O bella ciao, o bella ciao, o bella ciao ciao ciao…

Il Professore cammina, diretto verso il suo amico. Sono uno di fronte all’altro e la loro voce ancora spezza il silenzio delle stanze vuote.

E seppellire, lassù in montagna, sotto l’ombra di un bel fior!

Alla parola “bel fior” Andrés lo prende un po’ in giro, dandogli una carezza. Un po’ di sarcasmo, tanto per ricordare che è sempre il solito bastardo, in fondo.

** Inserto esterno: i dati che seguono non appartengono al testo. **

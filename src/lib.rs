//! app-updater
//!
//! Keeps a deployed application tree in sync with a branch of a GitHub
//! repository. The branch publishes a plain-text `VERSION` marker; when it
//! differs from the installed marker, the branch archive is downloaded, the
//! tree replaced while preserving the updater's own file, the new version
//! recorded, and the application relaunched.
//!
//! # Modules
//!
//! - [`cli`] - Command-line parsing, logging setup, user-facing output
//! - [`config`] - `~/.app-updater/config.toml` and built-in defaults
//! - [`constants`] - Default locations and timeouts
//! - [`core`] - Error types and user-friendly error rendering
//! - [`upgrade`] - Version check, download, replace, and relaunch
//! - [`utils`] - Filesystem helpers and the progress bar
//!
//! # Example
//!
//! ```rust,no_run
//! use app_updater::config::UpdaterConfig;
//! use app_updater::upgrade::{UpdateOutcome, Updater};
//!
//! # async fn run() -> anyhow::Result<()> {
//! let config = UpdaterConfig::load_with_optional(None).await?;
//! match Updater::from_config(config).run().await? {
//!     UpdateOutcome::UpToDate { version } => println!("up to date: {version}"),
//!     outcome => println!("{outcome:?}"),
//! }
//! # Ok(())
//! # }
//! ```

pub mod cli;
pub mod config;
pub mod constants;
pub mod core;
pub mod upgrade;
pub mod utils;

#[cfg(any(test, feature = "test-utils"))]
pub mod test_utils;
//! Global constants used throughout the updater.
//!
//! Remote locations, on-disk layout defaults, and the timeouts that bound the
//! two network calls. Everything here can be overridden through
//! [`UpdaterConfig`](crate::config::UpdaterConfig) except the chunk size and
//! the fallback version.

use std::time::Duration;

/// GitHub account that owns the deployed repository.
pub const DEFAULT_ACCOUNT: &str = "cpfain";

/// Repository holding the application sources and the `VERSION` marker.
pub const DEFAULT_REPOSITORY: &str = "smartfarm-pi-code-v1";

/// Branch tracked by the updater.
pub const DEFAULT_BRANCH: &str = "main";

/// Installation root of the deployed application.
pub const DEFAULT_INSTALL_ROOT: &str = "/opt/smartfarm";

/// Version marker file, relative to the installation root and to the
/// repository root.
pub const VERSION_FILE_NAME: &str = "VERSION";

/// Main application entry file, relative to the installation root.
pub const ENTRY_FILE_NAME: &str = "app.py";

/// File name of the updater itself inside the installation root.
///
/// The in-place replace policy never removes or overwrites this file.
pub const UPDATER_FILE_NAME: &str = "app-updater";

/// Interpreter used to start the main entry file.
pub const DEFAULT_INTERPRETER: &str = "/usr/bin/python3";

/// Version reported when the local marker is missing or unreadable.
pub const FALLBACK_VERSION: &str = "0.0.0";

/// Host serving raw repository files (the `VERSION` marker).
pub const RAW_CONTENT_HOST: &str = "https://raw.githubusercontent.com";

/// Host serving branch archives.
pub const CODELOAD_HOST: &str = "https://codeload.github.com";

/// Timeout for the remote version check (10 seconds).
pub const VERSION_CHECK_TIMEOUT: Duration = Duration::from_secs(10);

/// Timeout for the archive download (30 seconds).
///
/// Applied to connecting and to each read of the body, so a slow but steady
/// transfer of a large archive is not cut off.
pub const ARCHIVE_DOWNLOAD_TIMEOUT: Duration = Duration::from_secs(30);

/// Largest slice of the archive body written to disk in one call (1 MiB).
pub const DOWNLOAD_CHUNK_SIZE: usize = 1 << 20;

/// Mode applied to the entry file and the updater after extraction.
pub const EXECUTABLE_MODE: u32 = 0o755;

/// Environment variable naming the configuration file.
pub const CONFIG_PATH_ENV: &str = "APP_UPDATER_CONFIG";

/// Environment variable that hides progress bars when set.
pub const NO_PROGRESS_ENV: &str = "APP_UPDATER_NO_PROGRESS";

/// Suffix of the sibling directory used by the staged replace policy.
pub const STAGING_SUFFIX: &str = "staging";

/// Suffix of the sibling directory holding the swapped-out tree.
pub const PREVIOUS_SUFFIX: &str = "previous";
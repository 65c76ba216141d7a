//! Integration test suite for app-updater
//!
//! End-to-end tests against a local HTTP server standing in for GitHub.
//! Every test works inside its own temporary installation root.
//!
//! # Running Integration Tests
//!
//! ```bash
//! cargo test --test integration
//! ```
//!
//! # Test Organization
//!
//! - **cli**: the binary's exit codes, output, and launch behaviour
//! - **update_flow**: library-level update cycles driven from a config file

mod cli;
mod common;
mod update_flow;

E seppellire, lassù in montagna, sotto l’ombra di un bel fior!-

Una mano sulla nuca l’uno dell’altro. Gli sguardi ora hanno perso ogni ironia, ogni debolezza. Sono pieni di malinconia. Sembra di sentire i tamburi di guerra nella sala, a battere il tempo alle loro parole cantate.

O partigiano, portami via, o bella ciao, bella ciao, bella ciao, ciao, ciao… tutte le genti che passeranno, mi diranno che bel fior! E questo è il fiore del partigiano, morto per la libertà!

Una mano sulla spalla dell’altro, a cantare come sopra un palco immaginario. O come davanti ad un plotone di esecuzione. I calici di sangue sono alti.

– E questo è il fiore del partigiano, morto per la libertà!

Il canto si spegne, di nuovo. I due amici si guardano negli occhi. Un abbraccio.

Il loro tempo è scaduto. La casa de Papel parte da qui.

Un inno a non mollare! La sete di vendetta! La voglia di non mollare mai! Tutto ciò è la Casa de Papel!